Au Danemark, le paradis de la décentralisation existe-t-il ?

Le ratio de dépense par habitants est 3,5 fois plus important pour les collectivités danoises par rapport à la France. Et, en conséquence, le nombre d'agents, tous contractuels de droit privé, géré par les collectivités est considérable : environ 54 000 agents pour les 660 000 habitants de Copenhague.
©Crédit : Jérémy Toma – CC.
Le 25 janvier 2024

Les communes danoises sont parmi les collectivités les plus puissantes d’Europe – voire du monde – dans un État unitaire tant par leur compétence que par leur mode de financement. Retour sur les vertus et les limites du modèle danois de décentralisation.

Une puissance qui ferait rêver les collectivités françaises

Le design est une spécialité nordique et on peut le décrire avec trois mots : simple, fonctionnel et élégant. Ce qui vaut pour le mobilier intérieur vaut également pour les systèmes de gouvernances locales nordiques, et pour le cas danois en particulier.

En effet, le système de décentralisation danois repose sur seulement 98 communes et 5 régions pour presque 6 millions d’habitants sur environ 43 000 km2 soit à peu près autant que l’ancienne région Rhône-Alpes – qui comptait, en revanche, 2 838 communes… Cependant, géographiquement, le Danemark est un archipel de 400 îles, parmi lesquelles 75 habitées, et dont la géographie a toujours imposé d’avoir une certaine autonomie locale.
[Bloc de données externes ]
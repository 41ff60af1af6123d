use thiserror::Error;

use crate::config::{BaseType, ERASE_UNIT_SIZE, PAGE_SIZE};

#[derive(Debug, Clone, PartialEq, Eq, Error)]
pub enum FlashError {
    #[error("address {addr:#x} (+{len}) beyond device end")]
    OutOfRange { addr: BaseType, len: usize },
    #[error("program at {addr:#x} crosses a page boundary")]
    PageCross { addr: BaseType },
    #[error("erase at {addr:#x} not aligned to an erase unit")]
    Unaligned { addr: BaseType },
    #[error("device stopped responding")]
    PowerLoss,
    #[error("bus error: {0}")]
    Bus(String),
}

/// Raw serial NOR flash as seen by the translation layer.
///
/// Every call blocks until the device is done. Programming can only clear
/// bits; `erase_unit` sets a whole erase unit back to `0xFF`.
pub trait NorFlash {
    /// Total addressable capacity in bytes.
    fn identify(&mut self) -> Result<u64, FlashError>;

    fn read(&mut self, addr: BaseType, buf: &mut [u8]) -> Result<(), FlashError>;

    /// `data` must not cross a `PAGE_SIZE` boundary.
    fn program_page(&mut self, addr: BaseType, data: &[u8]) -> Result<(), FlashError>;

    /// `addr` must be aligned to `ERASE_UNIT_SIZE`.
    fn erase_unit(&mut self, addr: BaseType) -> Result<(), FlashError>;

    /// Programs an arbitrary range, split at page boundaries.
    fn program(&mut self, mut addr: BaseType, mut data: &[u8]) -> Result<(), FlashError> {
        while !data.is_empty() {
            let room = (PAGE_SIZE - addr % PAGE_SIZE) as usize;
            let (head, tail) = data.split_at(room.min(data.len()));
            self.program_page(addr, head)?;
            addr += head.len() as BaseType;
            data = tail;
        }
        Ok(())
    }
}

impl<T: NorFlash + ?Sized> NorFlash for &mut T {
    fn identify(&mut self) -> Result<u64, FlashError> {
        (**self).identify()
    }

    fn read(&mut self, addr: BaseType, buf: &mut [u8]) -> Result<(), FlashError> {
        (**self).read(addr, buf)
    }

    fn program_page(&mut self, addr: BaseType, data: &[u8]) -> Result<(), FlashError> {
        (**self).program_page(addr, data)
    }

    fn erase_unit(&mut self, addr: BaseType) -> Result<(), FlashError> {
        (**self).erase_unit(addr)
    }
}

pub fn is_unit_aligned(addr: BaseType) -> bool {
    addr % ERASE_UNIT_SIZE == 0
}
Ce nombre limité de collectivités donne la masse critique pour exercer un vaste champ de compétences. Les communes danoises regroupent en effet la plupart des compétences de proximité des collectivités françaises, auquel il faut ajouter les personnels enseignants des primaires et collèges, et les agences pour l’emploi. Pour leur part, les régions danoises, qui font chacune la taille d’un département français, regroupent principalement le système de santé (personnels inclus) et des compétences de coordination et de développement à l’échelle de leur territoire.

Cette puissance est accrue par le faible nombre d’acteurs publics, qui s’explique par un mouvement graduel, mais constant de fusion des collectivités.

Une simplification radicale

En effet, le Danemark a pu compter dans les années 1960 jusqu’à 1 345 communes comptant chacune en moyenne 3 420 habitants1 pour 32 km2. 14 comtés composaient une strate de coordination, déjà chargée de la santé.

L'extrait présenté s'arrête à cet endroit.